Start of Block

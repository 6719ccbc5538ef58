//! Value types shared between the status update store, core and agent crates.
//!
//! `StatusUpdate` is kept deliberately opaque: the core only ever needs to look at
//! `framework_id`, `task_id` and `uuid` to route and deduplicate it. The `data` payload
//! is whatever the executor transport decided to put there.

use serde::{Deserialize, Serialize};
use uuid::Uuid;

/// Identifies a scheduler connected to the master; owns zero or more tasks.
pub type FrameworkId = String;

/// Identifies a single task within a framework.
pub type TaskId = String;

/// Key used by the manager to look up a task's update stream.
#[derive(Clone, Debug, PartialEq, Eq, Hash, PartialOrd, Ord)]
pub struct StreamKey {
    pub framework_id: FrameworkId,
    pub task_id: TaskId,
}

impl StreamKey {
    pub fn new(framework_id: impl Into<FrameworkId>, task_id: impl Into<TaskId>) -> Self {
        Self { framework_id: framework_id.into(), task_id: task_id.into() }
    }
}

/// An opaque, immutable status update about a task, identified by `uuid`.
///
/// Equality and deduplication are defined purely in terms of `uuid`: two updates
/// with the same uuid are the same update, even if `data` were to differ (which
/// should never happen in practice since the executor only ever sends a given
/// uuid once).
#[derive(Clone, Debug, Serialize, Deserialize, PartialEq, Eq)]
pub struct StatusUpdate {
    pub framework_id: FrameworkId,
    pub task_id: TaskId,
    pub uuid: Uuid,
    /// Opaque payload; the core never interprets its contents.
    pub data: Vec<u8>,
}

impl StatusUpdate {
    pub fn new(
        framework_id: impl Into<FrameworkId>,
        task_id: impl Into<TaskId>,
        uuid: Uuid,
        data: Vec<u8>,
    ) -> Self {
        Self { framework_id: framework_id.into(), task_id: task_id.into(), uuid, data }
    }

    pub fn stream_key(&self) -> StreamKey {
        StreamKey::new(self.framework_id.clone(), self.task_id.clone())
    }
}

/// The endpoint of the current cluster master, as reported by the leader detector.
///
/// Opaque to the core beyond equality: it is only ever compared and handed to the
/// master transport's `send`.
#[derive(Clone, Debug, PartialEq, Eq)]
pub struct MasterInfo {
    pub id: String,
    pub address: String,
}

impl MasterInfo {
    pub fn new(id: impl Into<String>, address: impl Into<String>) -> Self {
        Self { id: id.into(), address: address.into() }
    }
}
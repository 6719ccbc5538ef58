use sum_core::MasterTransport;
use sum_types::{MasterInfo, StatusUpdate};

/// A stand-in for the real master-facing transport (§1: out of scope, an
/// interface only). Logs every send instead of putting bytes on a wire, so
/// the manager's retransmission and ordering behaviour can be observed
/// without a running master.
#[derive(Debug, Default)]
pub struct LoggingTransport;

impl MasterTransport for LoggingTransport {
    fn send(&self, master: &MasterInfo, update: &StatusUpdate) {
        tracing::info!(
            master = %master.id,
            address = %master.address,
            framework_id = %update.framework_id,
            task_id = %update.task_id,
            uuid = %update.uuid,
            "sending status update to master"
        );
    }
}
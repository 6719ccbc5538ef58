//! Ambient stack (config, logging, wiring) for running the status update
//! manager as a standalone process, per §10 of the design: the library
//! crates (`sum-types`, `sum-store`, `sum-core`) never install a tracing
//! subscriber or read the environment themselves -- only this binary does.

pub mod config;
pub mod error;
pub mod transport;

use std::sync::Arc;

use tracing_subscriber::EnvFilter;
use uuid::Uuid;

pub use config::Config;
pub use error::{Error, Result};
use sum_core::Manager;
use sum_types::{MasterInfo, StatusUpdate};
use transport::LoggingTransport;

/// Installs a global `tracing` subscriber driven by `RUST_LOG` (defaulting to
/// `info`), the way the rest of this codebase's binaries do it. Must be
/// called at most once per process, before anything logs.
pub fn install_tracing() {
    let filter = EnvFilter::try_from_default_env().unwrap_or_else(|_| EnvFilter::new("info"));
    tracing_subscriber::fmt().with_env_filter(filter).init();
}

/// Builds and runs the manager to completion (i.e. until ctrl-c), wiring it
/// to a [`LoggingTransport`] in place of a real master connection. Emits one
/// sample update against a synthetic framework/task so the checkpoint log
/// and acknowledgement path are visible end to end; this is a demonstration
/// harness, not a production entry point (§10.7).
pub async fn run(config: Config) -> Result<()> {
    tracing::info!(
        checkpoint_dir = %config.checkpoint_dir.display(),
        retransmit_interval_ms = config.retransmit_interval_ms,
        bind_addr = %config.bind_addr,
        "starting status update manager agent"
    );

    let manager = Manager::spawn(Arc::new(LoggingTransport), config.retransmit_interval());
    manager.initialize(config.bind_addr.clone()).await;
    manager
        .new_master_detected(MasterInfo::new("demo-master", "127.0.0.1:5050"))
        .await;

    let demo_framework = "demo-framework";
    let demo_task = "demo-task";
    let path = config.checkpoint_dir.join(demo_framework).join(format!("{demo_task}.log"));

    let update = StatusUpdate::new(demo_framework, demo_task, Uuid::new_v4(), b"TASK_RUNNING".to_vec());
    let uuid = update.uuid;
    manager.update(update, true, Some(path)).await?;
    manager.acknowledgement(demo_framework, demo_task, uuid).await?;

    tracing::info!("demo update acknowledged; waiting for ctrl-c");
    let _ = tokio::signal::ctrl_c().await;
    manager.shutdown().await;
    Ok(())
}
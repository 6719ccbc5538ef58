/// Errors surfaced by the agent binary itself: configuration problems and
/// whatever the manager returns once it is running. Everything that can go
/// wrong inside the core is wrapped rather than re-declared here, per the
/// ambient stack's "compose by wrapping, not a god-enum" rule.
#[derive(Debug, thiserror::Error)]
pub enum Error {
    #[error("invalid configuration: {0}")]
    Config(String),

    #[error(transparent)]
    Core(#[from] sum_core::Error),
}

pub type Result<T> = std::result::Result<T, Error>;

End of Block

Problem requirements -
Please find how many lines in the records hold "derive", then give that number with nothing else.

Response -
5